Why Have a Book Club?
Selecting Your Group
Ice breakers are a good way for group members to become acquainted with one another, to become comfortable in the group, and to have FUN!
Ice breakers don't have to be complicated and don't need elaborate set-up or lots of materials. You don't necessarily have to do a new ice breaker every time. If one seems to be a group favorite, use it again.
You might want to do a longer ice breaker the first week, but in subsequent weeks something short and easy works very well.
Be creative with materials you may have at home or at the library (board games may have timers, colored objects, etc.), look at any early literacy props you may have, such as colored blocks, that might serve a purpose in your ice breaker. Search the internet for other ice breaker ideas. Get group members involved in choosing their favorites.
Toss ball to each other. Whoever gets the ball says their name and something they ate that day (or answers any question leader comes with for the group) then tosses ball to another person.
Have the group put themselves in order by birthday (month and date) without talking. If the group is large enough, divide into two and see who can do it fastest.
Build a Story
One person starts a story with a couple sentences; go around and have the rest of the group add their own crazy ideas.
Have items of several different colors. These could be anything: blocks, stickers, puzzle pieces, pencils, etc. After everyone has chosen their item, answer the question that goes with the color. Ideas below, but you can devise your own code.
Red: favorite vacation
Blue: favorite class in school
Green: favorite ice cream
Yellow: something we don't know about you
Brown: favorite teacher
Orange: if you could change your name, what would it be
Mothers and daughters could compare their favorites at a particular age: clothes, books, food, hobbies, games, movies, teachers, crushes, etc.
Guess The Character
This activity works well after having read a number of books together.
Give each person a card with a character or author's name from one of the books read. Have them share as a pair (they're helping each other on this), but keep hidden from other members of the group. Have group try to guess what characters each pair has on their cards by clues they give us about the characters.

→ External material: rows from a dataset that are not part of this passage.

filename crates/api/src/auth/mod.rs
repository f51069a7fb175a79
//! Authentication primitives.
//!
//! - [`password`] -- Argon2id password hashing and verification.
//! - [`jwt`] -- JWT access-token generation and validation.

pub mod jwt;
pub mod password;
//! Metadata store adapter: PostgreSQL pool, migrations, row models and
//! repositories for users, posts, collaborators, versions, invites and
//! images.

use sqlx::postgres::PgPoolOptions;

pub mod error;
pub mod models;
pub mod repositories;

pub use error::RepoError;

pub type DbPool = sqlx::PgPool;

/// Create a connection pool from a database URL.
pub async fn create_pool(database_url: &str) -> Result<DbPool, sqlx::Error> {
    PgPoolOptions::new()
        .max_connections(20)
        .connect(database_url)
        .await
}

/// Round-trip a trivial query to confirm the database is reachable.
pub async fn health_check(pool: &DbPool) -> Result<(), sqlx::Error> {
    sqlx::query("SELECT 1").execute(pool).await?;
    Ok(())
}

/// Apply all pending migrations from `db/migrations`.
pub async fn run_migrations(pool: &DbPool) -> Result<(), sqlx::migrate::MigrateError> {
    sqlx::migrate!("../../db/migrations").run(pool).await
}
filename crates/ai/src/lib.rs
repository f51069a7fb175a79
//! AI generation orchestrator.
//!
//! A [`GenerationProvider`] exposes the backends (models) an external
//! service offers and runs one generation against a named backend. The
//! [`Orchestrator`] re-discovers usable backends on every call and tries
//! them in provider order, one attempt each under its own deadline, until
//! one succeeds.

pub mod error;
pub mod gemini;
pub mod orchestrator;
pub mod prompt;
pub mod provider;

pub use error::{GenerationError, ProviderError};
pub use gemini::GeminiProvider;
pub use orchestrator::{Generated, Orchestrator};
pub use provider::{Backend, GenerationProvider};
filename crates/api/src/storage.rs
//! Object storage for uploaded images.
//!
//! The [`ObjectStore`] trait is the seam between the upload handler and
//! wherever bytes end up. [`LocalObjectStore`] writes to a directory that
//! the router serves statically.

use std::io::Cursor;
use std::path::PathBuf;

use async_trait::async_trait;
use chrono::{Datelike, Utc};
use coauthor_core::error::CoreError;
use coauthor_core::images::{extension_for, validate_format, validate_upload_size};
use image::ImageReader;

/// Metadata about an object after it was written.
#[derive(Debug, Clone)]
pub struct StoredObject {
    /// Store-relative key, e.g. `2026/10/<uuid>.png`.
    pub key: String,
    /// URL clients fetch the object from.
    pub url: String,
    pub width: u32,
    pub height: u32,
    pub bytes: usize,
    /// Lowercase format name (`png`, `jpeg`, `gif`, `webp`).
    pub format: &'static str,
}

#[derive(Debug, thiserror::Error)]
pub enum StorageError {
    /// The payload is not an acceptable image.
    #[error("{0}")]
    Rejected(String),

    #[error("Storage I/O error: {0}")]
    Io(#[from] std::io::Error),
}

impl From<StorageError> for CoreError {
    fn from(err: StorageError) -> Self {
        match err {
            StorageError::Rejected(msg) => CoreError::Validation(msg),
            StorageError::Io(e) => CoreError::Internal(e.to_string()),
        }
    }
}

#[async_trait]
pub trait ObjectStore: Send + Sync {
    /// Validate and persist an image payload.
    async fn put(&self, data: &[u8]) -> Result<StoredObject, StorageError>;
}

/// Inspect an image payload: size limit, format sniffing and dimensions.
///
/// The declared content type of the upload is ignored; only the bytes count.
pub fn inspect_image(data: &[u8]) -> Result<(&'static str, u32, u32), StorageError> {
    validate_upload_size(data.len()).map_err(|e| StorageError::Rejected(message_of(e)))?;

    let guessed = image::guess_format(data)
        .map_err(|_| StorageError::Rejected("Unrecognized image format".into()))?;
    let format = format_name(guessed)
        .ok_or_else(|| StorageError::Rejected("Unsupported image format".into()))?;
    validate_format(format).map_err(|e| StorageError::Rejected(message_of(e)))?;

    let (width, height) = ImageReader::new(Cursor::new(data))
        .with_guessed_format()
        .map_err(StorageError::Io)?
        .into_dimensions()
        .map_err(|e| StorageError::Rejected(format!("Corrupt image: {e}")))?;

    Ok((format, width, height))
}

fn format_name(format: image::ImageFormat) -> Option<&'static str> {
    match format {
        image::ImageFormat::Png => Some("png"),
        image::ImageFormat::Jpeg => Some("jpeg"),
        image::ImageFormat::Gif => Some("gif"),
        image::ImageFormat::WebP => Some("webp"),
        _ => None,
    }
}

fn message_of(err: CoreError) -> String {
    match err {
        CoreError::Validation(msg) => msg,
        other => other.to_string(),
    }
}

// ---------------------------------------------------------------------------
// Local filesystem store
// ---------------------------------------------------------------------------

/// Writes objects under `root/{yyyy}/{mm}/{uuid}.{ext}`.
pub struct LocalObjectStore {
    root: PathBuf,
    public_base_url: String,
}

impl LocalObjectStore {
    pub fn new(root: impl Into<PathBuf>, public_base_url: &str) -> Self {
        Self {
            root: root.into(),
            public_base_url: public_base_url.trim_end_matches('/').to_string(),
        }
    }
}

#[async_trait]
impl ObjectStore for LocalObjectStore {
    async fn put(&self, data: &[u8]) -> Result<StoredObject, StorageError> {
        let (format, width, height) = inspect_image(data)?;

        let now = Utc::now();
        let dir = format!("{:04}/{:02}", now.year(), now.month());
        let key = format!("{dir}/{}.{}", uuid::Uuid::new_v4(), extension_for(format));

        tokio::fs::create_dir_all(self.root.join(&dir)).await?;
        tokio::fs::write(self.root.join(&key), data).await?;

        tracing::debug!(key = %key, bytes = data.len(), "Stored object");

        Ok(StoredObject {
            url: format!("{}/{key}", self.public_base_url),
            key,
            width,
            height,
            bytes: data.len(),
            format,
        })
    }
}
//! JWT access-token generation and validation.
//!
//! Access tokens are HS256-signed JWTs whose `sub` claim is the user id the
//! rest of the server trusts as the acting user.

use coauthor_core::types::DbId;
use jsonwebtoken::{decode, encode, DecodingKey, EncodingKey, Header, Validation};
use serde::{Deserialize, Serialize};
use uuid::Uuid;

/// JWT claims embedded in every access token.
#[derive(Debug, Serialize, Deserialize, Clone)]
pub struct Claims {
    /// Subject -- the user's internal database id.
    pub sub: DbId,
    /// Expiration time (UTC Unix timestamp).
    pub exp: i64,
    /// Issued-at time (UTC Unix timestamp).
    pub iat: i64,
    /// Unique token identifier (UUID v4).
    pub jti: String,
}

/// Configuration for JWT token generation and validation.
#[derive(Debug, Clone)]
pub struct JwtConfig {
    /// HMAC-SHA256 secret used to sign and verify tokens.
    pub secret: String,
    /// Access token lifetime in minutes (default: 7 days).
    pub access_token_expiry_mins: i64,
}

/// Default access token expiry in minutes (7 days).
const DEFAULT_ACCESS_EXPIRY_MINS: i64 = 7 * 24 * 60;

impl JwtConfig {
    /// Load JWT configuration from environment variables.
    ///
    /// | Env Var                  | Required | Default |
    /// |--------------------------|----------|---------|
    /// | `JWT_SECRET`             | **yes**  | --      |
    /// | `JWT_ACCESS_EXPIRY_MINS` | no       | `10080` |
    ///
    /// # Panics
    ///
    /// Panics if `JWT_SECRET` is not set or is empty.
    pub fn from_env() -> Self {
        let secret =
            std::env::var("JWT_SECRET").expect("JWT_SECRET must be set in the environment");
        assert!(!secret.is_empty(), "JWT_SECRET must not be empty");

        let access_token_expiry_mins: i64 = std::env::var("JWT_ACCESS_EXPIRY_MINS")
            .unwrap_or_else(|_| DEFAULT_ACCESS_EXPIRY_MINS.to_string())
            .parse()
            .expect("JWT_ACCESS_EXPIRY_MINS must be a valid i64");

        Self {
            secret,
            access_token_expiry_mins,
        }
    }

    /// Access token lifetime in seconds.
    pub fn expires_in_secs(&self) -> i64 {
        self.access_token_expiry_mins * 60
    }
}

/// Generate an HS256 access token for the given user.
pub fn generate_access_token(
    user_id: DbId,
    config: &JwtConfig,
) -> Result<String, jsonwebtoken::errors::Error> {
    let now = chrono::Utc::now().timestamp();

    let claims = Claims {
        sub: user_id,
        exp: now + config.expires_in_secs(),
        iat: now,
        jti: Uuid::new_v4().to_string(),
    };

    encode(
        &Header::default(), // HS256
        &claims,
        &EncodingKey::from_secret(config.secret.as_bytes()),
    )
}

/// Validate and decode an access token, returning the embedded [`Claims`].
///
/// Validates the signature and expiration.
pub fn validate_token(
    token: &str,
    config: &JwtConfig,
) -> Result<Claims, jsonwebtoken::errors::Error> {
    let token_data = decode::<Claims>(
        token,
        &DecodingKey::from_secret(config.secret.as_bytes()),
        &Validation::default(), // HS256, validates exp
    )?;
    Ok(token_data.claims)
}
use std::sync::Arc;

use axum::extract::ws::{Message, WebSocket, WebSocketUpgrade};
use axum::extract::{Query, State};
use axum::response::IntoResponse;
use coauthor_core::error::CoreError;
use coauthor_core::realtime::ClientMessage;
use coauthor_core::types::DbId;
use futures::{SinkExt, StreamExt};
use serde::Deserialize;

use crate::auth::jwt::validate_token;
use crate::error::{AppError, AppResult};
use crate::state::AppState;
use crate::ws::manager::WsManager;

/// Optional query parameters on the upgrade request.
#[derive(Debug, Deserialize)]
pub struct WsParams {
    /// Access token identifying the user behind the connection.
    pub token: Option<String>,
}

/// GET /api/v1/ws
///
/// Upgrade to WebSocket. Anonymous connections are allowed; a `token`
/// query parameter, if present, must be valid.
pub async fn ws_handler(
    ws: WebSocketUpgrade,
    State(state): State<AppState>,
    Query(params): Query<WsParams>,
) -> AppResult<impl IntoResponse> {
    let user_id = match params.token.as_deref() {
        Some(token) => Some(
            validate_token(token, &state.config.jwt)
                .map_err(|_| {
                    AppError::Core(CoreError::Unauthorized("Invalid or expired token".into()))
                })?
                .sub,
        ),
        None => None,
    };

    Ok(ws.on_upgrade(move |socket| handle_socket(socket, state.ws_manager, user_id)))
}

/// Manage a single WebSocket connection after upgrade.
///
/// Splits the socket into a sink (outbound) and stream (inbound), then:
///   1. Registers the connection with `WsManager`.
///   2. Spawns a sender task that forwards messages from the manager channel.
///   3. Processes room join/leave messages on the current task.
///   4. Cleans up on disconnect.
async fn handle_socket(socket: WebSocket, ws_manager: Arc<WsManager>, user_id: Option<DbId>) {
    let conn_id = uuid::Uuid::new_v4().to_string();
    tracing::info!(conn_id = %conn_id, ?user_id, "WebSocket connected");

    let mut rx = ws_manager.add(conn_id.clone(), user_id).await;

    let (mut sink, mut stream) = socket.split();

    // Sender task: forward channel messages to the WebSocket sink.
    let sender_conn_id = conn_id.clone();
    let send_task = tokio::spawn(async move {
        while let Some(msg) = rx.recv().await {
            let closing = matches!(msg, Message::Close(_));
            if sink.send(msg).await.is_err() {
                tracing::debug!(conn_id = %sender_conn_id, "WebSocket sink closed");
                break;
            }
            if closing {
                break;
            }
        }
    });

    // Receiver loop: process inbound messages.
    while let Some(result) = stream.next().await {
        match result {
            Ok(Message::Close(_)) => break,
            Ok(Message::Pong(_)) => {
                tracing::trace!(conn_id = %conn_id, "Pong received");
            }
            Ok(Message::Text(text)) => {
                handle_client_message(&ws_manager, &conn_id, text.as_str()).await;
            }
            Ok(_) => {}
            Err(e) => {
                tracing::debug!(conn_id = %conn_id, error = %e, "WebSocket receive error");
                break;
            }
        }
    }

    // Clean up: remove connection and abort sender task.
    let removed = ws_manager.remove(&conn_id).await;
    send_task.abort();
    match removed {
        Some(conn) => tracing::info!(
            conn_id = %conn_id,
            user_id = ?conn.user_id,
            rooms = conn.rooms.len(),
            connected_secs = (chrono::Utc::now() - conn.connected_at).num_seconds(),
            "WebSocket disconnected",
        ),
        None => tracing::info!(conn_id = %conn_id, "WebSocket disconnected"),
    }
}

async fn handle_client_message(ws_manager: &WsManager, conn_id: &str, text: &str) {
    match serde_json::from_str::<ClientMessage>(text) {
        Ok(ClientMessage::JoinPost { post_id }) => {
            if ws_manager.join_post_room(conn_id, post_id).await {
                let members = ws_manager.room_size(post_id).await;
                tracing::debug!(conn_id = %conn_id, post_id, members, "Joined post room");
            }
        }
        Ok(ClientMessage::LeavePost { post_id }) => {
            ws_manager.leave_post_room(conn_id, post_id).await;
            tracing::debug!(conn_id = %conn_id, post_id, "Left post room");
        }
        Err(e) => {
            tracing::debug!(conn_id = %conn_id, error = %e, "Ignoring malformed client message");
        }
    }
}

Divide group into pairs. In a Mother/Daughter Book Club, mothers can introduce daughters and vice versa. If members of the pair don't already know each other, have a minute or two for a brief conversation and then have each introduce the other to the group.
Memory Name Game
Everyone has to say a word beginning with the first initial of their name and also remember all the other words that were said previously: "Mary likes marshmallows, Tom likes tomatoes, Karen likes kangaroos, Lisa likes lobsters...My name is Brian and I like balloons..." Good for learning names of others in the group.
Pass The Hat
Think up one or more questions per person. Cut the paper up so that each question is on its own bit of paper, fold the papers up and put them in a hat or similar receptacle. Take turns pulling a question out of the hat and answer the question. Once somebody has answered their particular question, other people might want to share their own answers. Questions could be about hobbies, pets, musical instruments, travel, jobs, favorite foods, favorite books, authors, what would you do if you won the lottery, if you could meet any person living or dead, etc. Invite group members to come up with their own questions.
Pass 10 pennies to everyone in the group. People take turns saying something that IS NOT TRUE for them, but they think IS TRUE for a number of others. For example, if you say, "I don't have a sister," then everyone in the group who DOES have a sister has to give you a penny. The next person might say, "I've never been to Florida." Anyone in the group who HAS been to Florida has to give that person a penny. The object is to see who ends up with the most pennies. This can take a long time so set a 10 or 15 minute limit. You don't have to use pennies, other objects can work, or hold up 10 fingers and put a finger down every time they "lose" a round.
Pass around a bowl of pennies or other object. Have each person take however many they want. After they've taken some, tell them that they need to tell the group one fact about themselves for every object they took. Or roll one die and tell as many facts about themselves as the number they rolled.
Two Truths and a Lie
Tell two things about yourself that are true and one that's a lie. Have the rest of the group guess which is which.
What Book Is This?
Describe a good book that you've read by giving clues about plot, characters, author, etc. and have the rest of the group guess what book it is. Can also act out book titles by playing charades.